C’est la première Mustang made by Shelby. La GT350, lancée en 1965, se voulait la réponse de Ford à la Corvette de General Motors. Liaisons au sol améliorées, freins optimisés, puissance rehaussée : la firme au cobra n’a pas ménagé ses efforts. Sans oublier l’essentiel, cette sonorité si reconnaissable !
Les pneus noirs et un volant rond : voilà peu ou prou à quoi se
résumaient mes connaissances à propos de la Shelby GT350, avant que
nous allions à sa rencontre, à Périgueux. C’est peu mais
heureusement son propriétaire, Jean-François Coget, spécialiste de
la Mustang, est là pour éclairer ma
lanterne.
« C’est bien une 1965 ? commencé-je. – Pas du tout !
Elle a les écopes sur les côtés et les custodes remplaçant les
ouïes arrière. C’est forcément une 1966, répond-il. Un mauvais
point pour moi. – 350, c’est bien en référence aux cubic inches
? enchaîné-je. Le regard sombre de Jeff m’indique que je me
trompe à nouveau. – Encore raté ! C’est un V8 289 ci (4,7
litres) de 306 ch. 350, c’est en référence au nombre de pas entre
les ateliers Shelby. »
Alors qu’il cherchait un nom pour
cette auto, Carroll demanda à Phil Remington, l’un de ses
ingénieurs, quelle était la distance entre les deux bâtiments. Ce
dernier répondit : « Environ 350 pas. » Celle qui aurait
pu s’appeler Cobra Mustang fut ainsi baptisée GT350.
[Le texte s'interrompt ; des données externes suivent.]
//! XML fragment → typed value.
//!
//! The fragment is first rendered to a JSON object with the same walk as
//! [`to_json_fragment`](super::to_json_fragment), then rebuilt through the
//! type's generated `from_json`. Every composite and enum type nested inside
//! the target must already be in the registry passed in.

use tracing::debug;
use xmlops_document::{Document, NodeId};
use xmlops_support::{KnownTypes, Reconstruct};

use super::json::{locate, write_object};
use crate::error::{Result, TranscodeError};
use crate::json::parse_json_value;

/// Rebuilds the `T` element found in `fragment`.
pub fn to_object<T: Reconstruct>(fragment: &str, known: &mut KnownTypes) -> Result<T> {
    let document = Document::parse(fragment)?;
    let element = locate(&document, T::descriptor().name)?;
    object_at(&document, element, known)
}

/// Rebuilds every child of the `<TypeList>` wrapper found in `fragment`.
///
/// Returns `Ok(None)` when the wrapper is missing and also when it is
/// present but has no child elements; an empty list is never returned.
/// Every child must be a `T` element.
pub fn to_object_list<T: Reconstruct>(
    fragment: &str,
    known: &mut KnownTypes,
) -> Result<Option<Vec<T>>> {
    let descriptor = T::descriptor();
    let document = Document::parse(fragment)?;
    let list_name = descriptor.list_name();
    let Ok(wrapper) = locate(&document, &list_name) else {
        debug!(list = %list_name, "No list wrapper in fragment");
        return Ok(None);
    };

    let items: Vec<NodeId> = document
        .node(wrapper)
        .element_children()
        .map(|child| child.id())
        .collect();
    if items.is_empty() {
        debug!(list = %list_name, "List wrapper has no items");
        return Ok(None);
    }

    if let Some(foreign) = items
        .iter()
        .find(|item| document.name(**item) != Some(descriptor.name))
    {
        debug!(
            list = %list_name,
            found = document.name(*foreign).unwrap_or_default(),
            "List holds a foreign element"
        );
        return Err(TranscodeError::MissingElement {
            element: descriptor.name.to_string(),
            parent: list_name,
        });
    }

    items
        .into_iter()
        .map(|item| object_at(&document, item, known))
        .collect::<Result<Vec<T>>>()
        .map(Some)
}

fn object_at<T: Reconstruct>(
    document: &Document,
    element: NodeId,
    known: &mut KnownTypes,
) -> Result<T> {
    let descriptor = T::descriptor();
    descriptor.ensure_unique_elements()?;
    known.register_type(descriptor);

    let mut json = String::new();
    write_object(document, element, descriptor, &mut json)?;
    known.ensure_nested_known(descriptor)?;

    debug!(type_name = descriptor.name, %json, "Reconstructing object");
    let value = parse_json_value(&json)?;
    Ok(T::from_json(&value)?)
}
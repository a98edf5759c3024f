//! xmlops
//!
//! Command-line front end for the path-addressed XML document editor.

mod config;

use clap::Parser;
use tracing::{debug, info};
use xmlops_document::{Document, FileStore, NodeEditor, XmlEditor};

use crate::config::{CliConfig, Command};

fn init_logging(level: &str) {
    use tracing_subscriber::{EnvFilter, fmt, prelude::*};

    let filter = EnvFilter::try_from_default_env().unwrap_or_else(|_| {
        EnvFilter::new(format!(
            "xmlops={level},xmlops_document={level},xmlops_serde={level}"
        ))
    });

    tracing_subscriber::registry()
        .with(fmt::layer().with_writer(std::io::stderr))
        .with(filter)
        .init();
}

fn main() -> anyhow::Result<()> {
    let config = CliConfig::parse();
    init_logging(&config.log_level);

    if let Err(errors) = config.validate() {
        for error in &errors {
            eprintln!("Configuration error: {}", error);
        }
        std::process::exit(1);
    }

    run(&config)
}

fn run(config: &CliConfig) -> anyhow::Result<()> {
    match &config.command {
        Command::Create { file, root } => {
            XmlEditor::create_with(FileStore::new(file), root, &config.create_options())?;
            info!(file = %file.display(), root = %root, "Document created");
        }
        Command::Show { file, path } => {
            let editor = XmlEditor::open(file)?;
            let text = match path {
                Some(path) => {
                    let node = editor
                        .query_single(path)
                        .ok_or_else(|| anyhow::anyhow!("No node matches `{}`", path))?;
                    render(&node.outer_xml(), config.pretty)?
                }
                None if config.pretty => editor.document().to_xml_string()?,
                None => editor.document().root().map(|r| r.outer_xml()).unwrap_or_default(),
            };
            println!("{}", text);
        }
        Command::Children { file, path } => {
            let editor = XmlEditor::open(file)?;
            let children = editor.query_children(path);
            debug!(path = %path, count = children.len(), "Listing children");
            for child in children {
                println!("{}", child.outer_xml());
            }
        }
        Command::Add {
            file,
            parent,
            name,
            inner,
        } => {
            XmlEditor::open(file)?.add_node(parent, name, inner)?;
            info!(parent = %parent, name = %name, "Node added");
        }
        Command::Append {
            file,
            parent,
            fragment,
        } => {
            XmlEditor::open(file)?.add_fragment(parent, fragment)?;
            info!(parent = %parent, "Fragment appended");
        }
        Command::Delete { file, parent, child } => {
            XmlEditor::open(file)?.delete_node(parent, child)?;
            info!(parent = %parent, child = %child, "Node deleted");
        }
        Command::Modify { file, path, inner } => {
            XmlEditor::open(file)?.modify_node(path, inner)?;
            info!(path = %path, "Node modified");
        }
        Command::Replace { file, path, outer } => {
            XmlEditor::open(file)?.replace_node(path, outer)?;
            info!(path = %path, "Node replaced");
        }
    }
    Ok(())
}

/// Re-indents a single element when `pretty` is set.
fn render(outer_xml: &str, pretty: bool) -> anyhow::Result<String> {
    if !pretty {
        return Ok(outer_xml.to_string());
    }
    Ok(Document::parse(outer_xml)?.to_xml_string()?)
}
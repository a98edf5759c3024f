//! Typed CRUD over a document.
//!
//! A [`Repository`] stores values of reflected types as elements under a
//! parent element and finds them again by the text of one of their members:
//!
//! ```ignore
//! let mut users = Repository::new(XmlEditor::open_or_create("users.xml", "Users")?);
//! users.add("Users", &User { id: 1, name: "Ann".into() })?;
//! let ann: Option<User> = users.query_by("Users", "Id", &1)?;
//! ```
//!
//! Member values are matched in the compact encoding the engine writes, so
//! `"Ann"` is looked up with its quotes.
//!
//! The repository owns its [`KnownTypes`]. Queries register `T` and its
//! nested types before rebuilding, because a repository reopened on an
//! existing file has not serialized anything yet. This is the one place the
//! reverse path registers types itself; the free functions in
//! [`transcode`](crate::transcode) never do.

use std::path::PathBuf;

use serde::Serialize;
use tracing::debug;
use xmlops_document::{Document, FileStore, NodeEditor, XmlEditor};
use xmlops_support::{KnownTypes, Reconstruct};

use crate::error::{Result, TranscodeError};
use crate::transcode::{to_object, to_xml_fragment};

/// Typed access to the elements of one editor.
#[derive(Debug)]
pub struct Repository<E: NodeEditor> {
    editor: E,
    known: KnownTypes,
}

impl Repository<XmlEditor<FileStore>> {
    pub fn open(path: impl Into<PathBuf>) -> Result<Self> {
        Ok(Self::new(XmlEditor::open(path)?))
    }

    pub fn open_or_create(path: impl Into<PathBuf>, root: &str) -> Result<Self> {
        Ok(Self::new(XmlEditor::open_or_create(path, root)?))
    }
}

impl<E: NodeEditor> Repository<E> {
    pub fn new(editor: E) -> Self {
        Self {
            editor,
            known: KnownTypes::new(),
        }
    }

    pub fn editor(&self) -> &E {
        &self.editor
    }

    pub fn editor_mut(&mut self) -> &mut E {
        &mut self.editor
    }

    pub fn known_types(&self) -> &KnownTypes {
        &self.known
    }

    pub fn into_editor(self) -> E {
        self.editor
    }

    /// Appends `value` as a new element under `parent`.
    pub fn add<T: Reconstruct>(&mut self, parent: &str, value: &T) -> Result<()> {
        let fragment = to_xml_fragment(value, &mut self.known)?;
        self.editor.add_fragment(parent, &fragment)?;
        Ok(())
    }

    /// Rebuilds every `T` element directly under `parent`.
    ///
    /// Registers `T` and every type nested in it first.
    pub fn query_all<T: Reconstruct>(&mut self, parent: &str) -> Result<Vec<T>> {
        self.known.register_all::<T>();
        let type_name = T::descriptor().name;
        let fragments: Vec<String> = self
            .editor
            .query_children(parent)
            .into_iter()
            .filter(|node| node.name() == type_name)
            .map(|node| node.outer_xml())
            .collect();
        fragments
            .iter()
            .map(|fragment| to_object(fragment, &mut self.known))
            .collect()
    }

    /// Rebuilds the first `T` under `parent` whose `property` equals `value`.
    ///
    /// Registers `T` and every type nested in it first.
    pub fn query_by<T, V>(&mut self, parent: &str, property: &str, value: &V) -> Result<Option<T>>
    where
        T: Reconstruct,
        V: Serialize + ?Sized,
    {
        self.known.register_all::<T>();
        let path = member_path::<T, V>(parent, property, value)?;
        let Some(fragment) = self.editor.query_single(&path).map(|node| node.outer_xml()) else {
            debug!(%path, "No matching element");
            return Ok(None);
        };
        to_object(&fragment, &mut self.known).map(Some)
    }

    /// Replaces the content of the matching `T` element with `replacement`.
    pub fn update<T, V>(&mut self, parent: &str, property: &str, value: &V, replacement: &T) -> Result<()>
    where
        T: Reconstruct,
        V: Serialize + ?Sized,
    {
        let path = member_path::<T, V>(parent, property, value)?;
        let fragment = to_xml_fragment(replacement, &mut self.known)?;
        let document = Document::parse(&fragment)?;
        let inner = document.root().map(|root| root.inner_xml()).unwrap_or_default();
        self.editor.modify_node(&path, &inner)?;
        Ok(())
    }

    /// Removes the matching `T` element from `parent`.
    pub fn delete<T, V>(&mut self, parent: &str, property: &str, value: &V) -> Result<()>
    where
        T: Reconstruct,
        V: Serialize + ?Sized,
    {
        let path = member_path::<T, V>(parent, property, value)?;
        self.editor.delete_node(parent, &path)?;
        Ok(())
    }
}

/// `//Parent//Type[Property='encoded value']`
fn member_path<T, V>(parent: &str, property: &str, value: &V) -> Result<String>
where
    T: Reconstruct,
    V: Serialize + ?Sized,
{
    let encoded = serde_json::to_string(value)?;
    let quote = if !encoded.contains('\'') {
        '\''
    } else if !encoded.contains('"') {
        '"'
    } else {
        return Err(TranscodeError::UnquotableValue(encoded));
    };
    Ok(format!(
        "//{}//{}[{}={}{}{}]",
        parent,
        T::descriptor().name,
        property,
        quote,
        encoded,
        quote
    ))
}

#[cfg(test)]
mod tests {
    use super::*;
    use xmlops_support::Reflect as DeriveReflect;

    #[derive(DeriveReflect)]
    struct User {
        id: i32,
        name: String,
    }

    #[test]
    fn test_member_path_quotes_encoded_value() -> Result<()> {
        assert_eq!(
            member_path::<User, _>("Users", "Id", &1)?,
            "//Users//User[Id='1']"
        );
        assert_eq!(
            member_path::<User, _>("Users", "Name", "Ann")?,
            r#"//Users//User[Name='"Ann"']"#
        );
        assert!(matches!(
            member_path::<User, _>("Users", "Name", "O'Neil"),
            Err(TranscodeError::UnquotableValue(_))
        ));
        Ok(())
    }
}
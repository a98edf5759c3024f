//! Registry of composite and enum types seen by the forward path.
//!
//! The reverse path refuses to rebuild a value whose nested types are not in
//! the registry it is given. The registry is an explicit value: callers pass
//! the same `KnownTypes` to the serializing and reconstructing calls instead
//! of relying on process-wide state.

use std::any::TypeId;

use tracing::debug;

use crate::descriptor::{EnumDescriptor, TypeDescriptor};
use crate::error::ReflectError;
use crate::field::Reconstruct;
use crate::scalar::is_scalar_type_id;

/// A registered non-scalar type.
#[derive(Debug, Clone, Copy, PartialEq, Eq)]
pub struct KnownType {
    pub id: TypeId,
    pub name: &'static str,
}

/// Append-only set of non-scalar types, in registration order.
#[derive(Debug, Clone, Default)]
pub struct KnownTypes {
    entries: Vec<KnownType>,
}

impl KnownTypes {
    pub fn new() -> Self {
        Self::default()
    }

    /// Adds a type if it is neither scalar nor already present.
    ///
    /// Returns true when the registry grew.
    pub fn register(&mut self, id: TypeId, name: &'static str) -> bool {
        if is_scalar_type_id(id) || self.contains(id) {
            return false;
        }
        debug!(type_name = name, "Registered known type");
        self.entries.push(KnownType { id, name });
        true
    }

    pub fn register_type(&mut self, descriptor: &'static TypeDescriptor) -> bool {
        self.register(descriptor.type_id(), descriptor.name)
    }

    pub fn register_enum(&mut self, descriptor: &'static EnumDescriptor) -> bool {
        self.register(descriptor.type_id(), descriptor.name)
    }

    /// Registers `T` and every type nested inside it.
    ///
    /// This is the explicit alternative to serializing a `T` first.
    pub fn register_all<T: Reconstruct>(&mut self) {
        let descriptor = T::descriptor();
        self.register_type(descriptor);
        for (id, name) in descriptor.nested_types() {
            self.register(id, name);
        }
    }

    pub fn contains(&self, id: TypeId) -> bool {
        self.entries.iter().any(|entry| entry.id == id)
    }

    pub fn len(&self) -> usize {
        self.entries.len()
    }

    pub fn is_empty(&self) -> bool {
        self.entries.is_empty()
    }

    pub fn iter(&self) -> impl Iterator<Item = &KnownType> {
        self.entries.iter()
    }

    /// Checks that every type nested inside `descriptor` is registered.
    pub fn ensure_nested_known(
        &self,
        descriptor: &'static TypeDescriptor,
    ) -> Result<(), ReflectError> {
        match descriptor
            .nested_types()
            .into_iter()
            .find(|(id, _)| !self.contains(*id))
        {
            Some((_, type_name)) => Err(ReflectError::UnregisteredType { type_name }),
            None => Ok(()),
        }
    }
}
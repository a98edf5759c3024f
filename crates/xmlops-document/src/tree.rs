//! Arena-backed XML tree.
//!
//! Nodes live in a single `Vec` owned by the [`Document`] and are addressed by
//! [`NodeId`]. Index 0 is the document node; its only element child is the
//! root element. Detached nodes stay in the arena until the document is
//! dropped, which keeps ids stable and makes cloning the whole tree (used to
//! stage mutations) a plain `Vec` copy.
//!
//! Only elements and text are modelled. Attributes, comments, processing
//! instructions and namespace declarations are dropped on parse, and
//! whitespace-only text between elements is not preserved.

use std::io;

use quick_xml::Reader;
use quick_xml::Writer;
use quick_xml::escape::{partial_escape, unescape};
use quick_xml::events::{BytesDecl, BytesEnd, BytesStart, BytesText, Event};

use crate::error::{ParseError, PathError};
use crate::path::PathExpr;

/// Handle to a node inside one [`Document`].
#[derive(Debug, Clone, Copy, PartialEq, Eq, Hash)]
pub struct NodeId(usize);

#[derive(Debug, Clone)]
enum NodeKind {
    Document,
    Element(String),
    Text(String),
}

#[derive(Debug, Clone)]
struct NodeData {
    kind: NodeKind,
    parent: Option<NodeId>,
    children: Vec<NodeId>,
}

/// The `<?xml ...?>` declaration of a document.
#[derive(Debug, Clone, PartialEq, Eq)]
pub struct Declaration {
    pub version: String,
    pub encoding: Option<String>,
    pub standalone: Option<String>,
}

impl Declaration {
    pub fn new(version: impl Into<String>, encoding: Option<&str>) -> Self {
        Self {
            version: version.into(),
            encoding: encoding.map(str::to_string),
            standalone: None,
        }
    }
}

/// A mutable in-memory XML document.
#[derive(Debug, Clone)]
pub struct Document {
    nodes: Vec<NodeData>,
    declaration: Option<Declaration>,
}

impl Default for Document {
    fn default() -> Self {
        Self::new()
    }
}
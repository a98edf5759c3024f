//! Command-line configuration.
//!
//! # Environment Variables
//!
//! | Variable | Default | Description |
//! |----------|---------|-------------|
//! | `XMLOPS_LOG_LEVEL` | info | Log level |
//! | `XMLOPS_ENCODING_LABEL` | gb2312 | Encoding label written by `create` |
//! | `XMLOPS_PRETTY` | false | Indent XML printed by `show` |

use std::path::PathBuf;

use clap::{Parser, Subcommand};
use xmlops_document::{CreateOptions, is_valid_name};

const LOG_LEVELS: [&str; 5] = ["error", "warn", "info", "debug", "trace"];

/// Edit XML documents through path expressions.
#[derive(Debug, Clone, Parser)]
#[command(name = "xmlops")]
#[command(about = "Path-addressed XML document editor")]
pub struct CliConfig {
    /// Log level (error, warn, info, debug, trace).
    #[arg(long, global = true, env = "XMLOPS_LOG_LEVEL", default_value = "info")]
    pub log_level: String,

    /// Encoding label written into the declaration of created documents.
    #[arg(long, global = true, env = "XMLOPS_ENCODING_LABEL", default_value = "gb2312")]
    pub encoding_label: String,

    /// Indent XML printed by `show`.
    #[arg(long, global = true, env = "XMLOPS_PRETTY", default_value = "false")]
    pub pretty: bool,

    #[command(subcommand)]
    pub command: Command,
}

#[derive(Debug, Clone, Subcommand)]
pub enum Command {
    /// Create a new document with a single root element.
    Create { file: PathBuf, root: String },

    /// Print the whole document, or the first node matching a path.
    Show { file: PathBuf, path: Option<String> },

    /// Print the children of the first node matching a path.
    Children { file: PathBuf, path: String },

    /// Add a new element with the given inner XML under a parent.
    Add {
        file: PathBuf,
        parent: String,
        name: String,
        inner: String,
    },

    /// Append an XML fragment to the content of a parent.
    Append {
        file: PathBuf,
        parent: String,
        fragment: String,
    },

    /// Remove a child node from its parent.
    Delete {
        file: PathBuf,
        parent: String,
        child: String,
    },

    /// Replace the inner XML of a node.
    Modify {
        file: PathBuf,
        path: String,
        inner: String,
    },

    /// Replace a whole node; the replacement is appended to the parent.
    Replace {
        file: PathBuf,
        path: String,
        outer: String,
    },
}

impl CliConfig {
    /// Validates the configuration, returning every problem found.
    pub fn validate(&self) -> Result<(), Vec<String>> {
        let mut errors = Vec::new();

        if !LOG_LEVELS.contains(&self.log_level.to_ascii_lowercase().as_str()) {
            errors.push(format!(
                "Log level must be one of {}, got `{}`",
                LOG_LEVELS.join(", "),
                self.log_level
            ));
        }

        if self.encoding_label.trim().is_empty() {
            errors.push("Encoding label cannot be empty".to_string());
        }

        match &self.command {
            Command::Create { root, .. } if !is_valid_name(root) => {
                errors.push(format!("`{}` is not a valid root element name", root));
            }
            Command::Add { name, .. } if !is_valid_name(name) => {
                errors.push(format!("`{}` is not a valid element name", name));
            }
            _ => {}
        }

        if errors.is_empty() {
            Ok(())
        } else {
            Err(errors)
        }
    }

    pub fn create_options(&self) -> CreateOptions {
        CreateOptions::default().with_encoding(self.encoding_label.clone())
    }
}
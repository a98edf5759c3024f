//! # xmlops-document
//!
//! An in-memory XML document that is edited through path expressions and
//! written back to its file or stream after every change.
//!
//! ```no_run
//! use xmlops_document::{NodeEditor, XmlEditor};
//!
//! # fn main() -> Result<(), xmlops_document::EditError> {
//! let mut editor = XmlEditor::open_or_create("users.xml", "Users")?;
//! editor.add_node("Users", "User", "<Id>1</Id><Name>Ann</Name>")?;
//!
//! let user = editor.query_single("//Users//User[Id='1']");
//! assert_eq!(user.map(|u| u.inner_text()), Some("1Ann".to_string()));
//! # Ok(())
//! # }
//! ```
//!
//! - [`tree`]: the arena-backed [`Document`] and its [`Node`] views
//! - [`path`]: the path expression grammar and evaluator
//! - [`store`]: file and stream persistence targets
//! - [`editor`]: the [`NodeEditor`] operations and [`XmlEditor`]

pub mod editor;
pub mod error;
pub mod path;
pub mod store;
pub mod tree;

pub use editor::{CreateOptions, NodeEditor, XmlEditor};
pub use error::{EditError, ParseError, PathError};
pub use path::PathExpr;
pub use store::{DocumentStore, FileStore, StreamStore, Truncate};
pub use tree::{Declaration, Document, Node, NodeId, is_valid_name};
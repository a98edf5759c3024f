//! Error types for parsing, path evaluation and document mutation.

use thiserror::Error;

/// Errors raised while parsing document or fragment text.
#[derive(Error, Debug, Clone, PartialEq, Eq)]
pub enum ParseError {
    #[error("XML syntax error at byte {position}: {message}")]
    Syntax { position: u64, message: String },

    #[error("`{0}` is not a valid element name")]
    InvalidName(String),

    #[error("unknown entity reference `&{0};`")]
    UnknownEntity(String),

    #[error("unexpected closing tag `</{0}>`")]
    UnexpectedEnd(String),

    #[error("unclosed element `<{0}>`")]
    Unclosed(String),

    #[error("document has no root element")]
    NoRoot,

    #[error("document has more than one root element")]
    MultipleRoots,

    #[error("text is not allowed outside the root element")]
    TextOutsideRoot,
}

/// Errors raised while parsing a path expression.
#[derive(Error, Debug, Clone, PartialEq, Eq)]
pub enum PathError {
    #[error("path expression is empty")]
    Empty,

    #[error("expected an element name at position {position} in `{expr}`")]
    ExpectedName { expr: String, position: usize },

    #[error("unexpected `{found}` at position {position} in `{expr}`")]
    Unexpected {
        expr: String,
        position: usize,
        found: char,
    },

    #[error("unterminated predicate in `{expr}`")]
    UnterminatedPredicate { expr: String },
}

/// Why a mutating editor operation did not take effect.
///
/// A failed operation never changes the in-memory document: mutations are
/// staged on a copy and only swapped in after the copy was persisted.
#[derive(Error, Debug)]
pub enum EditError {
    #[error("path `{path}` does not resolve to a node")]
    Unresolved { path: String },

    #[error("`{child}` is not a child of `{parent}`")]
    NotAChild { parent: String, child: String },

    #[error("node `{path}` has no parent element")]
    NoParent { path: String },

    #[error("document already has a root element `{name}`")]
    RootExists { name: String },

    #[error(transparent)]
    InvalidPath(#[from] PathError),

    #[error(transparent)]
    Parse(#[from] ParseError),

    #[error("failed to access the backing store: {0}")]
    Io(#[from] std::io::Error),
}
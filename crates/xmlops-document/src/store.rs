//! Persistence targets for an editor.
//!
//! A store hands out the current document text once, at load time, and accepts
//! the full serialized document after every successful mutation.

use std::fs::{self, File};
use std::io::{self, Cursor, Read, Seek, SeekFrom, Write};
use std::path::{Path, PathBuf};

use tracing::debug;

/// Where an editor reads its document from and writes it back to.
pub trait DocumentStore {
    /// Reads the complete document text.
    fn load(&mut self) -> io::Result<String>;

    /// Replaces the stored document with `bytes`.
    fn persist(&mut self, bytes: &[u8]) -> io::Result<()>;
}

/// A document file rewritten in full on every persist.
///
/// No handle is held between calls.
#[derive(Debug, Clone, PartialEq, Eq)]
pub struct FileStore {
    path: PathBuf,
}

impl FileStore {
    pub fn new(path: impl Into<PathBuf>) -> Self {
        Self { path: path.into() }
    }

    pub fn path(&self) -> &Path {
        &self.path
    }

    pub fn exists(&self) -> bool {
        self.path.is_file()
    }
}

impl DocumentStore for FileStore {
    fn load(&mut self) -> io::Result<String> {
        fs::read_to_string(&self.path)
    }

    fn persist(&mut self, bytes: &[u8]) -> io::Result<()> {
        debug!(path = %self.path.display(), bytes = bytes.len(), "Writing document file");
        fs::write(&self.path, bytes)
    }
}

/// Streams that can be cut to a given length after a rewrite.
pub trait Truncate {
    fn truncate(&mut self, len: u64) -> io::Result<()>;
}

impl Truncate for File {
    fn truncate(&mut self, len: u64) -> io::Result<()> {
        self.set_len(len)
    }
}

impl Truncate for Cursor<Vec<u8>> {
    fn truncate(&mut self, len: u64) -> io::Result<()> {
        let len = usize::try_from(len).map_err(io::Error::other)?;
        self.get_mut().truncate(len);
        Ok(())
    }
}

impl Truncate for Cursor<&mut Vec<u8>> {
    fn truncate(&mut self, len: u64) -> io::Result<()> {
        let len = usize::try_from(len).map_err(io::Error::other)?;
        self.get_mut().truncate(len);
        Ok(())
    }
}

impl<T: Truncate + ?Sized> Truncate for &mut T {
    fn truncate(&mut self, len: u64) -> io::Result<()> {
        (**self).truncate(len)
    }
}

/// A seekable byte stream used as the persistence target.
///
/// Holding the stream by value makes the editor its owner, and it is released
/// when the editor is dropped. Wrapping `&mut S` leaves ownership with the
/// caller.
#[derive(Debug)]
pub struct StreamStore<S> {
    stream: S,
}

impl<S> StreamStore<S>
where
    S: Read + Write + Seek + Truncate,
{
    pub fn new(stream: S) -> Self {
        Self { stream }
    }

    pub fn get_ref(&self) -> &S {
        &self.stream
    }

    pub fn get_mut(&mut self) -> &mut S {
        &mut self.stream
    }

    pub fn into_inner(self) -> S {
        self.stream
    }
}

impl<S> DocumentStore for StreamStore<S>
where
    S: Read + Write + Seek + Truncate,
{
    fn load(&mut self) -> io::Result<String> {
        self.stream.seek(SeekFrom::Start(0))?;
        let mut text = String::new();
        self.stream.read_to_string(&mut text)?;
        Ok(text)
    }

    fn persist(&mut self, bytes: &[u8]) -> io::Result<()> {
        self.stream.seek(SeekFrom::Start(0))?;
        self.stream.write_all(bytes)?;
        self.stream.truncate(bytes.len() as u64)?;
        self.stream.flush()
    }
}
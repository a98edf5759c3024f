//! The reflection-driven transcoding engine.
//!
//! - [`xml`]: object → XML fragment
//! - [`json`]: XML fragment → JSON text
//! - [`object`]: XML fragment → object
//!
//! All three take their type information from the descriptors generated by
//! `#[derive(Reflect)]`. The forward path records every composite and enum
//! type it writes in a caller-supplied [`KnownTypes`](xmlops_support::KnownTypes);
//! the reverse path requires the nested types of its target to be recorded
//! there.

pub mod json;
pub mod object;
pub mod xml;

pub use json::{json_fragment_with, to_json_fragment};
pub use object::{to_object, to_object_list};
pub use xml::{to_xml_fragment, to_xml_list_fragment, to_xml_list_fragment_sparse};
C’est en janvier 1965 que l’auto fut présentée, mais le modèle
différait donc de celui qui illustre ces pages. Posée sur des
jantes tôle KelseyHayes de 15 pouces, le capot choisissait la fibre
de verre, des amortisseurs Koni remplaçaient ceux de série, la
banquette arrière restait à l’atelier et le carburateur d’origine
laissa sa place à un Holley quadruple corps.
Pourquoi Carroll Shelby, déjà bien occupé avec la Cobra et la GT40,
travailla-t-il sur la Mustang ? Afin de permettre à Ford de gagner en SCCA (Sports
Car Club of America).
Notre destrier est un millésime 1966, reconnaissable entre autres à
son second rang réapparu, son grand volant D bois/alu dont les
branches flottantes à l’arrière activent le klaxon et à son
compte-tours déporté et non plus intégré dans la planche de
bord.
Le capot allégé de la première version cède sa place à une pièce en
acier. Moins radical que le millésime 1965 dans l’esprit, le
canasson donne quand même très envie de l’atteler. Dont acte.
Immaculée
La teinte Wimbledon White et les bandes Guardsman Blue plantent
le décor. Cette configuration, imposée au lancement, ne l’était
plus en 1966 et les clients pouvaient opter pour d’autres couleurs.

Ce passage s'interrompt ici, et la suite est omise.